誘惑~初めての男は彼氏の父~
 ・・・服を身につけて、来た時と同じ姿に戻った私は、ドアの向こうの気配を探った。


 門の外、停車中の車。


 タクシーかと思いきや、佑典のオーケストラ部の先輩の車だったらしい。


 卒業を祝う謝恩会にはOBも顔を出しており、酒を飲まない者は車で会場へと向かったのだろう。


 乗っていた者全員が車から降り、何やら騒いでいる。


 男女数人・・・普通乗用車なので最大限五人だと推測されるが、佑典の家の前で騒がしい。


 未明、辺りはまだ真っ暗で寝静まっている。


 高級住宅街ゆえ、家と家との距離は離れているが、エンジンの排気音など気になる人は気になるかもしれない。
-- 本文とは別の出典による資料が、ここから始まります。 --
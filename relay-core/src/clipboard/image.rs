//! Image conversion for clipboard payloads.
//!
//! The canonical wire form is an RGBA8 PNG. Encoding the same pixels
//! always yields the same bytes, so content that makes a round trip
//! through an OS clipboard hashes the same as what was written.

use std::io::Cursor;

use image::{DynamicImage, ImageFormat, RgbaImage};
use tracing::debug;

use crate::error::RelayError;

/// Decode any supported format and re-encode it as canonical PNG.
pub fn to_png(data: &[u8]) -> Result<Vec<u8>, RelayError> {
    let image = image::load_from_memory(data)?;
    encode_png(&image)
}

/// Like [`to_png`], but only accepts PNG input.
pub fn reencode_png(data: &[u8]) -> Result<Vec<u8>, RelayError> {
    let image = image::load_from_memory_with_format(data, ImageFormat::Png)?;
    encode_png(&image)
}

/// Canonical PNG for `data`, or `data` unchanged when it cannot be decoded.
pub fn normalize_image(data: &[u8]) -> Vec<u8> {
    match to_png(data) {
        Ok(png) => png,
        Err(e) => {
            debug!(len = data.len(), "passing undecodable image through: {e}");
            data.to_vec()
        }
    }
}

/// Encode raw RGBA pixels as canonical PNG.
pub fn rgba_to_png(width: usize, height: usize, rgba: Vec<u8>) -> Result<Vec<u8>, RelayError> {
    let (w, h) = (dimension(width)?, dimension(height)?);
    let image = RgbaImage::from_raw(w, h, rgba).ok_or_else(|| {
        RelayError::Image(format!("pixel buffer does not match {width}x{height} RGBA"))
    })?;
    encode_png(&DynamicImage::ImageRgba8(image))
}

/// Decode an image into `(width, height, rgba)`.
pub fn decode_rgba(data: &[u8]) -> Result<(usize, usize, Vec<u8>), RelayError> {
    let rgba = image::load_from_memory(data)?.to_rgba8();
    let (w, h) = rgba.dimensions();
    Ok((w as usize, h as usize, rgba.into_raw()))
}

fn encode_png(image: &DynamicImage) -> Result<Vec<u8>, RelayError> {
    let rgba = DynamicImage::ImageRgba8(image.to_rgba8());
    let mut out = Vec::new();
    rgba.write_to(&mut Cursor::new(&mut out), ImageFormat::Png)?;
    Ok(out)
}

fn dimension(value: usize) -> Result<u32, RelayError> {
    u32::try_from(value).map_err(|_| RelayError::Image(format!("dimension {value} too large")))
}

#[cfg(test)]
pub(crate) mod tests {
    use super::*;
    use image::Rgba;

    pub(crate) fn sample_png() -> Vec<u8> {
        let image = RgbaImage::from_fn(4, 3, |x, y| Rgba([x as u8 * 60, y as u8 * 80, 200, 255]));
        let mut out = Vec::new();
        DynamicImage::ImageRgba8(image)
            .write_to(&mut Cursor::new(&mut out), ImageFormat::Png)
            .unwrap();
        out
    }

    fn sample_bmp() -> Vec<u8> {
        let image = image::RgbImage::from_pixel(2, 2, image::Rgb([10, 20, 30]));
        let mut out = Vec::new();
        DynamicImage::ImageRgb8(image)
            .write_to(&mut Cursor::new(&mut out), ImageFormat::Bmp)
            .unwrap();
        out
    }

    #[test]
    fn normalization_is_idempotent() {
        let once = normalize_image(&sample_png());
        let twice = normalize_image(&once);
        assert_eq!(once, twice);
        assert_eq!(image::guess_format(&once).unwrap(), ImageFormat::Png);
    }

    #[test]
    fn other_formats_become_png() {
        let png = normalize_image(&sample_bmp());
        assert_eq!(image::guess_format(&png).unwrap(), ImageFormat::Png);
        let (w, h, rgba) = decode_rgba(&png).unwrap();
        assert_eq!((w, h), (2, 2));
        assert_eq!(&rgba[..4], &[10, 20, 30, 255]);
    }

    #[test]
    fn garbage_passes_through() {
        let junk = b"definitely not an image".to_vec();
        assert_eq!(normalize_image(&junk), junk);
        assert!(to_png(&junk).is_err());
    }

    #[test]
    fn reencode_requires_png() {
        assert!(reencode_png(&sample_bmp()).is_err());
        assert!(reencode_png(&sample_png()).is_ok());
    }

    #[test]
    fn rgba_round_trip_is_stable() {
        let png = normalize_image(&sample_png());
        let (w, h, rgba) = decode_rgba(&png).unwrap();
        assert_eq!(rgba_to_png(w, h, rgba).unwrap(), png);
    }

    #[test]
    fn rgba_size_mismatch_is_an_error() {
        assert!(matches!(
            rgba_to_png(10, 10, vec![0; 3]),
            Err(RelayError::Image(_))
        ));
    }
}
 吐いたらすっきりするぞ、と誰かが言ってるのが聞こえてきた。


 佑典は酔っ払い、先輩の車でここまで送り届けられたのだろうか。


 和仁さんもそう予期して、息子を迎えに玄関を出ようとした。


 ところが、


 「先輩、うちなら大丈夫です。父さんがいるし。二人っきりってことにはならないので」


 佑典の声が響いてきた。


 酔いつぶれているどころか、しっかりとした口調だ。


 「任せていいんだな。後から騒動なんてならないよな?」


 今度は知らない男の声。


 これがおそらく車の運転手でもある、先輩だろう。